BY BRITTANY NGUYEN, DECEMBER 10, 2020

Mentor David Humphrey is in a solo exhibition of new paintings, Arms of the Law, which takes the police as its principle subject. This will be Humphrey’s fifth solo exhibition at Fredericks & Freiser.

The exhibition includes viewpoints such as confrontations between protesters and armed law enforcement officers. Humphrey applies his “wide-ranging genre-mixing (abstraction, pop-surrealism and photo-derived representation) to the paradoxical challenge of making works with authority and power committed to questioning authority and power,” as stated in the press release. 

Fredericks & Freiser writes, “authority’s gesture, the task of the violence worker (police), is to neutralize agency, to stop a person in their tracks; to arrest their ability to move.
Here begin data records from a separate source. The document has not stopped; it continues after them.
impl Deserializer {
    /// Create a deserializer with the given configuration.
    pub fn new(config: ConverterConfig) -> Self {
        Self { config }
    }

    /// The configuration in use.
    pub fn config(&self) -> &ConverterConfig {
        &self.config
    }

    /// Rebuild the document tree and resolve `@img:` references through `store`.
    ///
    /// Fails only when an image cannot be loaded and the configured
    /// [`MissingImagePolicy`] is `Fail`.
    pub async fn deserialize(
        &self,
        text: &str,
        sidecar: &Sidecar,
        store: &dyn ImageStore,
    ) -> Result<Node> {
        let mut doc = self.parse(text, sidecar);

        let mut tokens = IndexSet::new();
        collect_image_refs(&doc, &mut tokens);

        let mut payloads = HashMap::with_capacity(tokens.len());
        for token in tokens {
            let loaded = store.load_image(&token).await;
            match loaded {
                Ok(payload) => {
                    payloads.insert(token, payload);
                }
                Err(e) => match self.config.missing_images {
                    MissingImagePolicy::Fail => return Err(e),
                    MissingImagePolicy::KeepReference => {
                        log::warn!("Keeping unresolved image reference {}: {}", token, e);
                    }
                },
            }
        }
        replace_image_refs(&mut doc, &payloads);

        Ok(doc)
    }

    /// Rebuild the document tree without touching image references.
    pub fn parse(&self, text: &str, sidecar: &Sidecar) -> Node {
        let stale = sidecar.stale_block_ids(&collect_block_ids(text));
        if !stale.is_empty() {
            log::debug!(
                "Ignoring sidecar entries for {} blocks not in the text: {:?}",
                stale.len(),
                stale
            );
        }

        let lines: Vec<&str> = text.lines().collect();
        let ctx = ParseContext { sidecar, depth: 0 };
        let content = ctx.blocks(&lines);
        log::debug!("Parsed {} lines into {} blocks", lines.len(), content.len());
        Node::doc(content)
    }
}

fn collect_image_refs(node: &Node, tokens: &mut IndexSet<String>) {
    if let Node::Image(image) = node
        && let Some(token) = parse_image_ref(&image.src)
    {
        tokens.insert(token.to_string());
    }
    for child in node.children() {
        collect_image_refs(child, tokens);
    }
}

fn replace_image_refs(node: &mut Node, payloads: &HashMap<String, String>) {
    match node {
        Node::Image(image) => {
            let payload = parse_image_ref(&image.src)
                .and_then(|token| payloads.get(token))
                .cloned();
            if let Some(payload) = payload {
                image.src = payload;
            }
        }
        Node::Document { content }
        | Node::Paragraph { content, .. }
        | Node::Heading { content, .. }
        | Node::BulletList { content }
        | Node::OrderedList { content, .. }
        | Node::ListItem { content }
        | Node::Blockquote { content } => {
            for child in content {
                replace_image_refs(child, payloads);
            }
        }
        _ => {}
    }
}

fn is_blank(line: &str) -> bool {
    line.trim().is_empty()
}

#[derive(Debug, Clone, Copy, PartialEq, Eq)]
enum ListKind {
    Bullet,
    Ordered,
}

struct ListMarker<'a> {
    kind: ListKind,
    number: u32,
    /// Width of the marker including its trailing space; continuation indent
    width: usize,
    rest: &'a str,
}

fn list_marker(line: &str) -> Option<ListMarker<'_>> {
    if line == "-" {
        return Some(ListMarker {
            kind: ListKind::Bullet,
            number: 0,
            width: 2,
            rest: "",
        });
    }
    if let Some(rest) = line.strip_prefix("- ").or_else(|| line.strip_prefix("* ")) {
        return Some(ListMarker {
            kind: ListKind::Bullet,
            number: 0,
            width: 2,
            rest,
        });
    }
    let digits = ORDERED_RE.captures(line)?.get(1)?;
    let width = digits.end() + 2;
    Some(ListMarker {
        kind: ListKind::Ordered,
        // Start numbers past u32::MAX saturate.
        number: digits.as_str().parse().unwrap_or(u32::MAX),
        width,
        rest: line.get(width..).unwrap_or(""),
    })
}

/// Opening code fence: backtick count and info string.
fn fence_open(line: &str) -> Option<(usize, &str)> {
    let ticks = line.chars().take_while(|&c| c == '`').count();
    let info = &line[ticks..];
    (ticks >= 3 && !info.contains('`')).then(|| (ticks, info.trim()))
}

fn fence_close(line: &str, ticks: usize) -> bool {
    let line = line.trim();
    line.len() >= ticks && line.chars().all(|c| c == '`')
}

/// Fence state after `line`, given the fence (if any) open before it.
fn track_fence(open: Option<usize>, line: &str) -> Option<usize> {
    let line = line.trim_start();
    match open {
        Some(ticks) if fence_close(line, ticks) => None,
        Some(ticks) => Some(ticks),
        None => fence_open(line).map(|(ticks, _)| ticks),
    }
}

fn is_rule(line: &str) -> bool {
    let line = line.trim_end();
    line.len() >= 3
        && (line.chars().all(|c| c == '-')
            || line.chars().all(|c| c == '*')
            || line.chars().all(|c| c == '_'))
}

/// Whether `line` would be read as the start of a block rather than paragraph text.
pub(crate) fn starts_block(line: &str) -> bool {
    line.starts_with("<!--")
        || line.starts_with('>')
        || line.starts_with('|')
        || HEADING_RE.is_match(line)
        || list_marker(line).is_some()
        || fence_open(line).is_some()
        || is_rule(line)
        || IMAGE_RE.is_match(line)
}

/// Whether a marker line directly above `line` belongs to it.
fn attachable(line: &str) -> bool {
    !is_blank(line)
        && parse_marker(line).is_none()
        && line.trim() != TABLE_PLACEHOLDER
        && !line.starts_with('>')
        && fence_open(line).is_none()
        && !is_rule(line)
}

/// Undo backslash escapes of ASCII punctuation.
fn unescape(text: &str) -> String {
    let mut out = String::with_capacity(text.len());
    let mut chars = text.chars().peekable();
    while let Some(c) = chars.next() {
        if c == '\\'
            && let Some(&next) = chars.peek()
            && next.is_ascii_punctuation()
        {
            out.push(next);
            chars.next();
            continue;
        }
        out.push(c);
    }
    out
}

/// Cells of a pipe table row, with `\|` and `\\` unescaped.
fn split_cells(line: &str) -> Vec<String> {
    let inner = line.trim().strip_prefix('|').unwrap_or(line);
    let mut cells = Vec::new();
    let mut cell = String::new();
    let mut chars = inner.chars();
    while let Some(c) = chars.next() {
        match c {
            '\\' => match chars.next() {
                Some(next @ ('|' | '\\')) => cell.push(next),
                Some(next) => {
                    cell.push('\\');
                    cell.push(next);
                }
                None => cell.push('\\'),
            },
            '|' => cells.push(std::mem::take(&mut cell).trim().to_string()),
            other => cell.push(other),
        }
    }
    if !cell.trim().is_empty() {
        cells.push(cell.trim().to_string());
    }
    cells
}

fn table_cell(kind: &str, text: String) -> RawNode {
    let mut paragraph = RawNode::new("paragraph");
    if !text.is_empty() {
        let mut run = RawNode::new("text");
        run.text = Some(text);
        paragraph.content.push(run);
    }
    let mut cell = RawNode::new(kind);
    cell.content.push(paragraph);
    cell
}

/// Per-call state of one parse.
struct ParseContext<'a> {
    sidecar: &'a Sidecar,
    /// Lists and quotes enclosing the lines being parsed
    depth: usize,
}
//! Typed bus commands, one closed enum per list family
//!
//! Each family owns a small sequential command-id space. Ids only need to be
//! consistent across the controllers of one deployment; adding a variant
//! without wiring it into the frame codecs and the dispatcher is a compile
//! error, which is the point of the closed enums.

mod ban;
mod vip;

pub use ban::BanCommand;
pub use vip::VipCommand;
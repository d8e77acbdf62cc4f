//! Command dispatch loops
//!
//! One long-lived loop per list family. Each loop blocks on the next bus
//! message, decodes it, discards frames not addressed to this controller's
//! server, and routes the typed command to its handler. The loop is the
//! outermost failure boundary of the pipeline: a decode failure or a handler
//! error is logged and the loop moves on to the next message - it never
//! terminates on a bad message. Handling is strictly sequential within one
//! loop; the two family loops run concurrently.

use std::sync::Arc;
use tokio::sync::broadcast;
use tokio::task::JoinHandle;
use tracing::{error, info, warn};

use warden_bus::{Frame, ReceivedMessage, Subscriber, SyncChannel};

use crate::commands::{BanCommand, VipCommand};
use crate::context::SyncContext;
use crate::handlers::{BanCommandHandler, VipCommandHandler};

/// Spawn one dispatch loop per family; the handles live for the process
/// lifetime.
pub fn spawn_dispatch_loops(
    ctx: Arc<SyncContext>,
    subscriber: &Subscriber,
) -> Vec<JoinHandle<()>> {
    vec![
        tokio::spawn(ban_loop(ctx.clone(), subscriber.receiver())),
        tokio::spawn(vip_loop(ctx, subscriber.receiver())),
    ]
}

async fn ban_loop(ctx: Arc<SyncContext>, mut rx: broadcast::Receiver<ReceivedMessage>) {
    info!(server = ctx.server_number(), "Ban command loop started");

    loop {
        let Some(frame) = next_frame(&mut rx, SyncChannel::Ban, &ctx).await else {
            break;
        };

        let command = match BanCommand::from_frame(&frame) {
            Ok(command) => command,
            Err(e) => {
                warn!(
                    command_id = frame.command_id,
                    error = %e,
                    "Dropping undecodable ban command"
                );
                continue;
            }
        };

        let name = command.name();
        if let Err(e) = BanCommandHandler::new(&ctx).handle(command).await {
            error!(
                command = name,
                command_id = frame.command_id,
                payload = %String::from_utf8_lossy(&frame.body),
                error = %e,
                "Ban command handler failed; state heals on next resync"
            );
        }
    }

    warn!("Ban command loop ended");
}

async fn vip_loop(ctx: Arc<SyncContext>, mut rx: broadcast::Receiver<ReceivedMessage>) {
    info!(server = ctx.server_number(), "VIP command loop started");

    loop {
        let Some(frame) = next_frame(&mut rx, SyncChannel::Vip, &ctx).await else {
            break;
        };

        let command = match VipCommand::from_frame(&frame) {
            Ok(command) => command,
            Err(e) => {
                warn!(
                    command_id = frame.command_id,
                    error = %e,
                    "Dropping undecodable VIP command"
                );
                continue;
            }
        };

        if let Err(e) = VipCommandHandler::new(&ctx).handle(command).await {
            error!(
                command = command.name(),
                command_id = frame.command_id,
                error = %e,
                "VIP command handler failed; state heals on next resync"
            );
        }
    }

    warn!("VIP command loop ended");
}

/// Block until the next decodable frame addressed to this controller on the
/// given channel. Returns `None` only when the bus fan-out is closed.
async fn next_frame(
    rx: &mut broadcast::Receiver<ReceivedMessage>,
    channel: SyncChannel,
    ctx: &SyncContext,
) -> Option<Frame> {
    loop {
        let msg = match rx.recv().await {
            Ok(msg) => msg,
            Err(broadcast::error::RecvError::Lagged(n)) => {
                warn!(channel = %channel, lagged = n, "Dispatch loop lagged; messages dropped");
                continue;
            }
            Err(broadcast::error::RecvError::Closed) => return None,
        };

        if msg.channel != channel.name() {
            continue;
        }

        let frame = match Frame::decode(&msg.payload) {
            Ok(frame) => frame,
            Err(e) => {
                warn!(channel = %channel, error = %e, "Dropping undecodable bus message");
                continue;
            }
        };

        // Not addressed to this server: silent discard.
        if !frame.targets(ctx.server_number()) {
            continue;
        }

        return Some(frame);
    }
}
The cop’s task is to produce and distribute violence in the name of order; but the disorder that results often serves authority’s purpose just as well by “proving” the necessity for increased state violence. What kind of power can a painted image have? Like the police, a painting arrests motion, but in the service of poetic freedom. The application of an abstracting, formalized artifice can produce both a reflective distance for the viewer and an intense embodied presence that challenges detachment. A space is provided for sustained associative regard and a charged urgency. Some of these works fuse militarized police with neutralized citizens into a monstrous hybrid, a dynamic liquid whole in a space littered with trash and painterly affect.”

The exhibition is accompanied by a 290 page monograph by Davy Lauterbach. The monograph blends figuration and abstraction, pop and expressionism. It surveys the totality of the artist’s 40-year career. 

Humphrey (b. 1955) has been the subject of 44 solo exhibitions including McKee Gallery, NY; Sikkema Jenkins, NY; Fredric Snitzer Gallery, Miami; and Contemporary Art Center, Cincinnati. Most recently, he is currently in the exhibition Good Pictures, Curated by Austin Lee at Deitch Projects. His work is in the collections of several museums and public collections including Walker Art Center, Minneapolis; Carnegie Museum of Art, Pittsburgh; The Metropolitan Museum of Art, NY; Museum of Fine Arts, Boston as well as the Saatchi Gallery, London. He was awarded the Rome Prize in 2008. 

Arms of the Law is open from November 12 – December 19, 2020 for individual viewing by private appointment only by contacting the gallery.